Eureka Day

Jonathan Spector
The Old Vic with Sonia Friedman Productions
Old Vic Theatre

Ben Schnetzer (Eli), Susan Kelechi Watson (Carina), Mark McKinney (Don), Helen Hunt (Suzanne) and Kirsten Foster (May) Credit: Manuel Harlan
Kirsten Foster (May), Mark McKinney (Don), Helen Hunt (Suzanne), Ben Schnetzer (Eli) and Susan Kelechi Watson (Carina) Credit: Manuel Harlan
Susan Kelechi Watson (Carina) and Ben Schnetzer (Eli) Credit: Manuel Harlan
Kirsten Foster (May) and Ben Schnetzer (Eli) Credit: Manuel Harlan
Susan Kelechi Watson (Carina) and Helen Hunt (Suzanne) Credit: Manuel Harlan
Helen Hunt (Suzanne) and Mark McKinney (Don) Credit: Manuel Harlan

Eureka Day isn’t a date on the calendar but a school: a private, fee-paying, primary school in Berkeley California where the Aurora Theatre Company, which commissioned this play, premièred it in 2018.

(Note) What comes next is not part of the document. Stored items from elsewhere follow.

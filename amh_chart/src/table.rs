use std::collections::BTreeMap;
use std::fmt::Write as _;

use ordered_float::OrderedFloat;
use serde::{Deserialize, Serialize};
use sha2::{Digest, Sha256};
use tracing::debug;

use crate::{Band, ChartError, InterpolatedCurve};

/// Style annotation written next to the patient value.
pub const PATIENT_POINT_STYLE: &str =
    "point {shape-type: cross; size: 15; fill-color: blue; stroke-color: blue;}";

const AGE_DECIMALS: f64 = 1000.0;
const AGE_EPS: f64 = 1e-9;

#[derive(Clone, Copy, Debug, Serialize, Deserialize, PartialEq, Eq)]
pub enum Resolution {
    /// One row per year.
    Coarse,
    /// One row per half year.
    Fine,
}

impl Default for Resolution {
    fn default() -> Self {
        Resolution::Coarse
    }
}

impl Resolution {
    pub fn step(self) -> f64 {
        match self {
            Resolution::Coarse => 1.0,
            Resolution::Fine => 0.5,
        }
    }
}

#[derive(Clone, Debug, Serialize, Deserialize, PartialEq)]
pub struct ChartRow {
    pub age: f64,
    pub bands: [Option<f64>; 5],
    pub patient: Option<f64>,
    pub style: Option<String>,
}

impl ChartRow {
    pub fn new(age: f64) -> Self {
        Self {
            age: fix_age(age),
            bands: [None; 5],
            patient: None,
            style: None,
        }
    }

    pub fn band(&self, band: Band) -> Option<f64> {
        self.bands[band.index()]
    }
}

/// Age-indexed rows: one column per percentile band plus the patient column.
#[derive(Clone, Debug, Serialize, Deserialize, PartialEq)]
pub struct ChartTable {
    step: f64,
    rows: Vec<ChartRow>,
}

impl ChartTable {
    /// Materialise rows at `0, step, 2*step, ..` up to and including `max_age`.
    /// Bands without a curve produce null columns.
    pub fn build(
        curves: &BTreeMap<Band, InterpolatedCurve>,
        resolution: Resolution,
        max_age: f64,
    ) -> Result<Self, ChartError> {
        if !max_age.is_finite() || max_age <= 0.0 {
            return Err(ChartError::InvalidParameter(format!(
                "chart upper age bound must be positive, got {}",
                max_age
            )));
        }
        let step = resolution.step();
        let count = (max_age / step + AGE_EPS).floor() as usize;
        let mut rows = Vec::with_capacity(count + 1);
        for i in 0..=count {
            let mut row = ChartRow::new(i as f64 * step);
            for (band, curve) in curves {
                row.bands[band.index()] = curve.evaluate(row.age);
            }
            rows.push(row);
        }
        debug!(rows = rows.len(), step, "built chart table");
        Ok(Self { step, rows })
    }

    pub fn column_labels() -> Vec<String> {
        let mut labels = vec!["Age".to_string()];
        labels.extend(Band::ALL.iter().map(|b| b.column_label()));
        labels.push("Patient".to_string());
        labels
    }

    pub fn step(&self) -> f64 {
        self.step
    }

    pub fn rows(&self) -> &[ChartRow] {
        &self.rows
    }

    pub fn len(&self) -> usize {
        self.rows.len()
    }

    pub fn is_empty(&self) -> bool {
        self.rows.is_empty()
    }

    /// Highest age held by the table.
    pub fn max_age(&self) -> Option<f64> {
        self.rows.last().map(|row| row.age)
    }

    /// Index of the last row at or below `age`. `None` when `age` lies before the
    /// first row or a full step past the last one.
    pub fn row_index_for_age(&self, age: f64) -> Option<usize> {
        if !age.is_finite() {
            return None;
        }
        let last = self.rows.last()?;
        if age >= last.age + self.step - AGE_EPS {
            return None;
        }
        let split = self.rows.partition_point(|row| row.age <= age + AGE_EPS);
        split.checked_sub(1)
    }

    pub fn set_patient_value(&mut self, index: usize, value: f64) -> Result<(), ChartError> {
        let row = self.row_mut(index)?;
        row.patient = Some(value);
        row.style = Some(PATIENT_POINT_STYLE.to_string());
        Ok(())
    }

    pub fn clear_patient_value(&mut self, index: usize) -> Result<(), ChartError> {
        let row = self.row_mut(index)?;
        row.patient = None;
        row.style = None;
        Ok(())
    }

    /// Indices of rows currently carrying a patient value.
    pub fn patient_rows(&self) -> Vec<usize> {
        self.rows
            .iter()
            .enumerate()
            .filter(|(_, row)| row.patient.is_some())
            .map(|(idx, _)| idx)
            .collect()
    }

    /// Insert a row keeping ages ascending; returns its index. A row for an age
    /// already present is placed after it.
    pub fn insert_row(&mut self, mut row: ChartRow) -> Result<usize, ChartError> {
        if !row.age.is_finite() {
            return Err(ChartError::InvalidParameter(format!(
                "row age must be finite, got {}",
                row.age
            )));
        }
        row.age = fix_age(row.age);
        let key = OrderedFloat(row.age);
        let index = self
            .rows
            .partition_point(|existing| OrderedFloat(existing.age) <= key);
        self.rows.insert(index, row);
        Ok(index)
    }

    pub fn remove_row(&mut self, index: usize) -> Result<ChartRow, ChartError> {
        if index >= self.rows.len() {
            return Err(out_of_range(index, self.rows.len()));
        }
        Ok(self.rows.remove(index))
    }

    /// SHA-256 over the serialized rows, stable for identical tables.
    pub fn fingerprint(&self) -> String {
        let bytes = serde_json::to_vec(&self.rows).unwrap_or_default();
        sha256_hex(&bytes)
    }

    fn row_mut(&mut self, index: usize) -> Result<&mut ChartRow, ChartError> {
        let len = self.rows.len();
        self.rows.get_mut(index).ok_or_else(|| out_of_range(index, len))
    }
}

fn out_of_range(index: usize, len: usize) -> ChartError {
    ChartError::InvalidParameter(format!("row {} out of range (table has {} rows)", index, len))
}

fn fix_age(age: f64) -> f64 {
    (age * AGE_DECIMALS).round() / AGE_DECIMALS
}

fn sha256_hex(bytes: &[u8]) -> String {
    let digest = Sha256::digest(bytes);
    let mut out = String::with_capacity(digest.len() * 2);
    for b in digest {
        let _ = write!(&mut out, "{:02x}", b);
    }
    out
}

It is a satire, so boldly sketched one might say send-up, of the woke, post-hippie 'liberal' political correctness of the kind of community it is set in and of the dangers of digital disinformation and fake news.

It is set in the school library with its infant-sized furniture. Designer Rob Howell has patterned every surface with colourful chains of cut-out kids that video designer Andrzej Goulding animates at every scene change.

It is here that the school’s volunteer Executive Committee meet, a well-meaning set of parents led by grey-haired Don, one of the school’s founders, who likes to start every meeting with a reading from Sufi mystic Rumi and a few moments' contemplation. In khaki shorts, long socks below bare knees and sandals, with a scarf looped over his shoulders even indoors, Mark McKinney beautifully captures his well-meaning inefficiency. As they explain to new member African-American Carina (Susan Kelechi Watson), who took her bright child out of their last school because it could not meet his special needs, they don’t vote on things but make decisions by consensus, which can make meetings protracted.

First on the agenda is the contractor’s delay in installing new cubicles in the pupils’ lavatories following the decision to make them gender neutral, then there is the question of the drop-down menu on the school application form with its list of ethnicities—it is full of PC posturing.

Things take a more serious twist when they meet to decide on their action after a pupil goes down with mumps. Do they follow local health authority procedures about vaccination and quarantine as detailed in the instructions they are told to send out?

It turns out that some of the parents, including two on the committee, are anti-vaxxers. Consensus isn’t going to be easy. Are the big pharmaceutical companies telling the truth? What will keep their children safe. Jonathan Spector wrote Eureka Day before COVID, but the pandemic makes this extra relevant.

They decide on a “Community Activated Conversation” to be held online open to all parents. That provides a few laughs at Don’s techno naïvety but, as participants begin to join in the chat chain that is projected onto the rear wall and ceiling, it becomes hilariously funny. For nearly a quarter of an hour, audience laughter drowns out the dialogue as petty chitchat builds into outrageous insult. Gosh, that feels good!

After the interval, there are darker clouds as we discover the personal reasons that make tech millionaire and stay-at-home dad Eli (Ben Schnetzer) an anti-vaxxer. His philanthropy has helped support the school, it needs him. A past tragedy in the life of school co-founder Suzanne explains her anti-vax attitude. Oscar-winner Helen Hunt (making her UK stage debut) reveals the real person behind this humourless woman, used to people accepting her opinions but now faced with opposition from Carina.

Through every meeting, single-mum May, who has been having an illicit affair with married Eli (a side story that isn’t developed), steadily knits her way through every meeting. Kirsten Forster makes her a shy presence in the background but her needles flash faster and more aggressively as, increasingly irritated, she builds to a final explosion.

Eureka Day is hilariously funny but, though director Katy Rudd makes the most of the humour, it doesn’t offer new insights. We know what a shambles online meetings can become, we are surely alert to the dangers of untruths on the Internet—but it is a long time since I have laughed quite so long and so loudly.